Yeah, that’s pretty normal—Google can take a while to stop crawling old or removed links. I’d focus more on the core issues flagged in Search Console first. Also agree, Next.js SEO has its quirks, so it’s worth digging into that specifically.
Next.js on Vercel is a fine stack for SEO, the issue is almost never the framework. What's tripping up most new sites in 2026 is that Google's indexing budget for unproven domains has tightened a lot since the last few HCU waves. New domains are taking 6 to 10 weeks to get past the initial soft-indexing phase even when sitemap, robots.txt, and inspection requests are all clean. The thing I'd actually check before chasing technical fixes: pull the Page Indexing report in Search Console and look at the "Discovered, currently not indexed" bucket. If pages are sitting there for weeks, the issue is crawl budget allocation, not your config. App Router with ISR can also serve cached HTML to bots that doesn't match what users see, worth running URL Inspection's "Test live URL" on a couple pages to compare the rendered output. The angle nobody mentioned: your PDFs need their own pass. Google indexes PDFs separately from HTML and they're notoriously slow to surface. If you actually want them ranking, link to them from indexed HTML pages with descriptive anchor text and add structured data on the page that hosts them. Otherwise they'll sit in "discovered but not indexed" for months while the rest of the site catches up.

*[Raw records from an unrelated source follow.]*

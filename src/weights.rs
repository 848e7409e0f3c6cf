// =============================================================================
// Weight Vector — versioned, immutable arbitration weights with atomic swap
// =============================================================================
//
// The weight mapping is the one piece of long-lived shared state read by
// every evaluation and written only by the optimizer. Readers clone an `Arc`
// snapshot under a short lock; the optimizer publishes a whole new vector and
// swaps the `Arc`, so a half-updated mapping is never observable and a
// decision in flight keeps the exact vector it started with.
//
// Persistence uses the atomic tmp + rename pattern. A corrupt file on load
// falls back to the configured defaults with a warning; failing that there is
// no safe set of weights and startup must abort.
// =============================================================================

use std::collections::BTreeMap;
use std::path::{Path, PathBuf};

use anyhow::{bail, Context, Result};
use chrono::{DateTime, Utc};
use parking_lot::{Mutex, RwLock};
use serde::{Deserialize, Serialize};
use std::sync::Arc;
use tracing::{info, warn};

use crate::error::EngineError;

/// Tolerance on the sum-to-one invariant.
pub const WEIGHT_SUM_EPSILON: f64 = 1e-6;

// ---------------------------------------------------------------------------
// WeightVector
// ---------------------------------------------------------------------------

/// One immutable version of the source weights. Σ weights = 1 ± 1e-6.
#[derive(Debug, Clone, Serialize, Deserialize)]
pub struct WeightVector {
    pub version: u64,
    /// source_id → weight in [0, 1]. BTreeMap keeps the serialized form
    /// stable across save/load.
    pub weights: BTreeMap<String, f64>,
    pub updated_at: DateTime<Utc>,
}

impl WeightVector {
    /// Build version 1 from configured initial weights, normalizing so the
    /// invariant holds even when the configured values do not quite sum to 1.
    pub fn initial(weights: &BTreeMap<String, f64>, now: DateTime<Utc>) -> Result<Self> {
        if weights.is_empty() {
            bail!("initial weight mapping is empty");
        }
        if weights.values().any(|w| *w < 0.0 || !w.is_finite()) {
            bail!("initial weights must be finite and non-negative");
        }
        let total: f64 = weights.values().sum();
        if total <= 0.0 {
            bail!("initial weights sum to zero");
        }

        let normalized = weights
            .iter()
            .map(|(k, w)| (k.clone(), w / total))
            .collect();

        Ok(Self {
            version: 1,
            weights: normalized,
            updated_at: now,
        })
    }

    /// Weight for a source; unknown sources carry no weight.
    pub fn get(&self, source_id: &str) -> f64 {
        self.weights.get(source_id).copied().unwrap_or(0.0)
    }

    /// Check the sum-to-one invariant and per-entry bounds.
    pub fn validate(&self) -> Result<(), EngineError> {
        if self.weights.is_empty() {
            return Err(EngineError::WeightVectorCorrupt("empty mapping".into()));
        }
        for (source, w) in &self.weights {
            if !w.is_finite() || *w < 0.0 || *w > 1.0 {
                return Err(EngineError::WeightVectorCorrupt(format!(
                    "weight for {source} out of range: {w}"
                )));
            }
        }
        let total: f64 = self.weights.values().sum();
        if (total - 1.0).abs() > WEIGHT_SUM_EPSILON {
            return Err(EngineError::WeightVectorCorrupt(format!(
                "weights sum to {total}, expected 1"
            )));
        }
        Ok(())
    }
}

// ---------------------------------------------------------------------------
// WeightStore
// ---------------------------------------------------------------------------

/// Owns the current snapshot and its on-disk copy.
pub struct WeightStore {
    current: RwLock<Arc<WeightVector>>,
    path: PathBuf,
    /// Set when the last save failed; the snapshot is retried on the next
    /// write opportunity so live decisioning is never blocked on disk.
    save_pending: Mutex<bool>,
}

impl WeightStore {
    /// Load the persisted vector, or fall back to the configured defaults.
    ///
    /// A corrupt file is a warning, not a crash — unless `defaults` is empty
    /// too, in which case there is no safe choice of arbitration weights and
    /// this returns an error.
    pub fn bootstrap(
        path: impl AsRef<Path>,
        defaults: &BTreeMap<String, f64>,
        now: DateTime<Utc>,
    ) -> Result<Self> {
        let path = path.as_ref().to_path_buf();

        let vector = match Self::load(&path) {
            Ok(Some(v)) => {
                info!(
                    path = %path.display(),
                    version = v.version,
                    sources = v.weights.len(),
                    "weight vector loaded"
                );
                v
            }
            Ok(None) => {
                info!(path = %path.display(), "no weight file, starting from configured defaults");
                WeightVector::initial(defaults, now)
                    .context("cannot build initial weight vector from configuration")?
            }
            Err(e) => {
                warn!(path = %path.display(), error = %e, "weight file corrupt, resetting to configured defaults");
                WeightVector::initial(defaults, now).context(
                    "weight file corrupt and no usable default weights configured",
                )?
            }
        };

        let store = Self {
            current: RwLock::new(Arc::new(vector)),
            path,
            save_pending: Mutex::new(false),
        };
        // Make sure the file exists and matches what we are running with.
        store.save_current();
        Ok(store)
    }

    fn load(path: &Path) -> Result<Option<WeightVector>, EngineError> {
        let content = match std::fs::read_to_string(path) {
            Ok(c) => c,
            Err(e) if e.kind() == std::io::ErrorKind::NotFound => return Ok(None),
            Err(e) => return Err(EngineError::WeightVectorCorrupt(e.to_string())),
        };
        let vector: WeightVector = serde_json::from_str(&content)
            .map_err(|e| EngineError::WeightVectorCorrupt(e.to_string()))?;
        vector.validate()?;
        Ok(Some(vector))
    }

    /// Current snapshot. Callers hold the `Arc` for as long as a decision
    /// needs it; a later publish never mutates it.
    pub fn snapshot(&self) -> Arc<WeightVector> {
        self.current.read().clone()
    }

    /// Publish a new version: swap the snapshot, then persist. Readers see
    /// either the fully-old or fully-new vector, never a mix.
    pub fn publish(&self, next: WeightVector) {
        let version = next.version;
        *self.current.write() = Arc::new(next);
        info!(version, "weight vector published");
        self.save_current();
    }

    /// Retry a previously failed save, if any.
    pub fn retry_save(&self) {
        let pending = *self.save_pending.lock();
        if pending {
            self.save_current();
        }
    }

    fn save_current(&self) {
        let snapshot = self.snapshot();
        match self.write_atomic(&snapshot) {
            Ok(()) => {
                *self.save_pending.lock() = false;
            }
            Err(e) => {
                *self.save_pending.lock() = true;
                warn!(
                    path = %self.path.display(),
                    error = %EngineError::PersistenceWrite(e.to_string()),
                    "weight save failed, keeping snapshot in memory for retry"
                );
            }
        }
    }

    fn write_atomic(&self, vector: &WeightVector) -> Result<()> {
        let content =
            serde_json::to_string_pretty(vector).context("failed to serialise weight vector")?;

        let tmp_path = self.path.with_extension("json.tmp");
        std::fs::write(&tmp_path, &content)
            .with_context(|| format!("failed to write tmp weights to {}", tmp_path.display()))?;
        std::fs::rename(&tmp_path, &self.path)
            .with_context(|| format!("failed to rename tmp weights to {}", self.path.display()))?;
        Ok(())
    }
}

impl std::fmt::Debug for WeightStore {
    fn fmt(&self, f: &mut std::fmt::Formatter<'_>) -> std::fmt::Result {
        let current = self.snapshot();
        f.debug_struct("WeightStore")
            .field("version", &current.version)
            .field("sources", &current.weights.len())
            .finish()
    }
}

The Reality of Web Directories in 2026 The thread correctly points out that most general directories are "outdated relics." Google’s algorithms have become highly sophisticated at identifying and ignoring "link farms"—sites that exist solely to host links without providing value to human users. for Keyword Research
Quick diagnostic before you blame Vercel: open Google Search Console, hit Indexing then Pages, and check what categories your URLs land in. Indexed but not displayed in search usually means content quality. Discovered not currently indexed means Google saw the link but has not picked it up yet, usually a freshness or authority problem. Crawled currently not indexed means it was looked at and rejected, which is the worst one. URL Inspection on one important page tells you exactly what Google sees. Next.js on Vercel is fine for SEO out of the box, that is not where your problem lives. The trap people hit is meta tags being client-rendered instead of server-rendered. Open the live page, view-source, and confirm the title, meta description, canonical, and og tags appear in the raw HTML, not injected later by JavaScript. If they only show up in the rendered DOM, Google may be missing them on first crawl. The PDF angle is worth flagging. PDFs get indexed but they rarely rank for normal search queries because they lack the structure Google uses to score pages. If your strategy depends on those PDFs being found, wrap each one in an HTML landing page that summarizes the content and embeds the PDF below. The HTML page does the ranking, the PDF is just the asset.